The latest data from the Centers for Disease Control and Prevention finds that while the cigarette smoking rate continues to decline in the U.S., the decline is slower for minorities and the poor (Source: “Smoking rates decline, but at slower pace for minorities and poor, CDC says,” Cleveland Plain Dealer, March 8, 2018)

According to the CDC, cigarette smoking among American adults declined between 2005 and 2016; about 15.5 percent of the total population smoked in 2016, the CDC said. However, the percentages were higher for African-Americans (16.5 percent), those with a GED (40.6 percent), below poverty level (25 percent) and uninsured (28.4 percent) in the United States.

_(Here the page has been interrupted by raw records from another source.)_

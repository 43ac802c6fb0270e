//! Instrument sharding across LOB engine threads.
//!
//! Instruments map to shards with a jump consistent hash, so every update
//! of an instrument goes through the same SPSC queue and keeps its order.

use crate::event::InstrumentId;

/// Jump consistent hash (Lamping & Veach). `buckets` must be non-zero.
pub fn jump_hash(mut key: u64, buckets: u32) -> u32 {
    let mut b: i64 = -1;
    let mut j: i64 = 0;
    while j < i64::from(buckets) {
        b = j;
        key = key.wrapping_mul(2_862_933_555_777_941_757).wrapping_add(1);
        j = ((b + 1) as f64 * ((1u64 << 31) as f64 / ((key >> 33) + 1) as f64)) as i64;
    }
    b.max(0) as u32
}

/// Instrument -> shard routing.
#[derive(Clone, Copy, Debug, PartialEq, Eq)]
pub struct ShardRouter {
    shards: u32,
}

impl ShardRouter {
    /// At least one shard.
    pub fn new(shards: u32) -> Self {
        Self { shards: shards.max(1) }
    }

    #[inline]
    pub fn shards(&self) -> u32 {
        self.shards
    }

    #[inline]
    pub fn shard_for(&self, instrument: InstrumentId) -> usize {
        jump_hash(u64::from(instrument), self.shards) as usize
    }
}

#[cfg(feature = "runtime")]
pub use runtime::ShardSet;

#[cfg(feature = "runtime")]
mod runtime {
    use std::sync::atomic::{AtomicBool, AtomicU64, Ordering};
    use std::sync::Arc;
    use std::thread::JoinHandle;

    use tracing::{info, warn};

    use super::ShardRouter;
    use crate::event::{LobStatsEvent, MarketEvent};
    use crate::lob::{LobConfig, LobEngine};

    /// One pinned LOB engine thread per shard, fed by rtrb queues.
    pub struct ShardSet {
        router: ShardRouter,
        inputs: Vec<rtrb::Producer<MarketEvent>>,
        outputs: Vec<rtrb::Consumer<LobStatsEvent>>,
        handles: Vec<JoinHandle<LobEngine>>,
        stop: Arc<AtomicBool>,
        dropped_stats: Arc<AtomicU64>,
    }

    impl ShardSet {
        /// Spawn `shards` engine threads.
        pub fn spawn(shards: u32, config: LobConfig, queue_capacity: usize, pin_to_core: bool) -> std::io::Result<Self> {
            let router = ShardRouter::new(shards);
            let stop = Arc::new(AtomicBool::new(false));
            let dropped_stats = Arc::new(AtomicU64::new(0));
            let core_ids = if pin_to_core {
                core_affinity::get_core_ids().unwrap_or_default()
            } else {
                Vec::new()
            };

            let mut inputs = Vec::with_capacity(router.shards() as usize);
            let mut outputs = Vec::with_capacity(router.shards() as usize);
            let mut handles = Vec::with_capacity(router.shards() as usize);
            for shard in 0..router.shards() as usize {
                let (in_tx, in_rx) = rtrb::RingBuffer::<MarketEvent>::new(queue_capacity);
                let (out_tx, out_rx) = rtrb::RingBuffer::<LobStatsEvent>::new(queue_capacity);
                // Last cores first; they are usually the isolated ones
                let core = (!core_ids.is_empty()).then(|| core_ids[core_ids.len() - 1 - shard % core_ids.len()]);
                let stop = Arc::clone(&stop);
                let dropped = Arc::clone(&dropped_stats);
                let handle = std::thread::Builder::new()
                    .name(format!("lob-shard-{shard}"))
                    .spawn(move || {
                        if let Some(core) = core {
                            if !core_affinity::set_for_current(core) {
                                warn!(shard, "failed to pin shard thread");
                            }
                        }
                        run_shard(LobEngine::new(config), in_rx, out_tx, &stop, &dropped)
                    })?;
                inputs.push(in_tx);
                outputs.push(out_rx);
                handles.push(handle);
            }
            info!(shards = router.shards(), queue_capacity, pin_to_core, "lob shards started");
            Ok(Self {
                router,
                inputs,
                outputs,
                handles,
                stop,
                dropped_stats,
            })
        }

        #[inline]
        pub fn router(&self) -> &ShardRouter {
            &self.router
        }

        /// Route one event. Returns it back if the shard queue is full.
        ///
        /// A gap without an instrument goes to every shard, or to none if
        /// any queue is full.
        pub fn dispatch(&mut self, event: MarketEvent) -> Result<(), MarketEvent> {
            match event.instrument() {
                Some(id) => {
                    let shard = self.router.shard_for(id);
                    self.inputs[shard].push(event).map_err(|rtrb::PushError::Full(ev)| ev)
                }
                None => {
                    if self.inputs.iter().any(|p| p.slots() == 0) {
                        return Err(event);
                    }
                    for input in &mut self.inputs {
                        // Checked above; this thread is the only producer
                        let _ = input.push(event);
                    }
                    Ok(())
                }
            }
        }

        /// Hand every pending stats event to `f`.
        pub fn poll_stats(&mut self, mut f: impl FnMut(LobStatsEvent)) -> usize {
            let mut n = 0;
            for output in &mut self.outputs {
                while let Ok(stats) = output.pop() {
                    f(stats);
                    n += 1;
                }
            }
            n
        }

        /// Stats dropped because an output queue was full.
        pub fn dropped_stats(&self) -> u64 {
            self.dropped_stats.load(Ordering::Relaxed)
        }

        /// Drain the queues, stop the threads and return the engines in shard order.
        pub fn shutdown(self) -> Vec<LobEngine> {
            self.stop.store(true, Ordering::Release);
            let mut engines = Vec::with_capacity(self.handles.len());
            for handle in self.handles {
                match handle.join() {
                    Ok(engine) => engines.push(engine),
                    Err(_) => warn!("lob shard thread panicked"),
                }
            }
            engines
        }
    }

    fn run_shard(
        mut engine: LobEngine,
        mut input: rtrb::Consumer<MarketEvent>,
        mut output: rtrb::Producer<LobStatsEvent>,
        stop: &AtomicBool,
        dropped: &AtomicU64,
    ) -> LobEngine {
        loop {
            let mut idle = true;
            while let Ok(event) = input.pop() {
                idle = false;
                if let Some(stats) = engine.apply(&event) {
                    // Best effort - drop if full
                    if output.push(stats).is_err() {
                        dropped.fetch_add(1, Ordering::Relaxed);
                    }
                }
            }
            if idle {
                if stop.load(Ordering::Acquire) && input.is_empty() {
                    return engine;
                }
                std::hint::spin_loop();
            }
        }
    }
}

Health disparities that affect smoking rates also are a problem in Ohio. Smoking among Ohio adults decreased to 21 percent in 2015, according to the CDC's Behavioral Risk Factor Surveillance System state report. But smoking rates in 2015 were higher among Ohioans who were African-Americans (28 percent), Hispanics (29 percent), had less than a high school education (43 percent) or whose annual household income was under $24,999 (35 percent). All of those numbers were up from 2013's statistics, the behavioral report said.

HPIO’s 2017 Health Value Dashboard identified tobacco use as one of Ohio’s greatest health challenges and found that addressing health disparities in the state will be critical to increasing the state’s overall health value.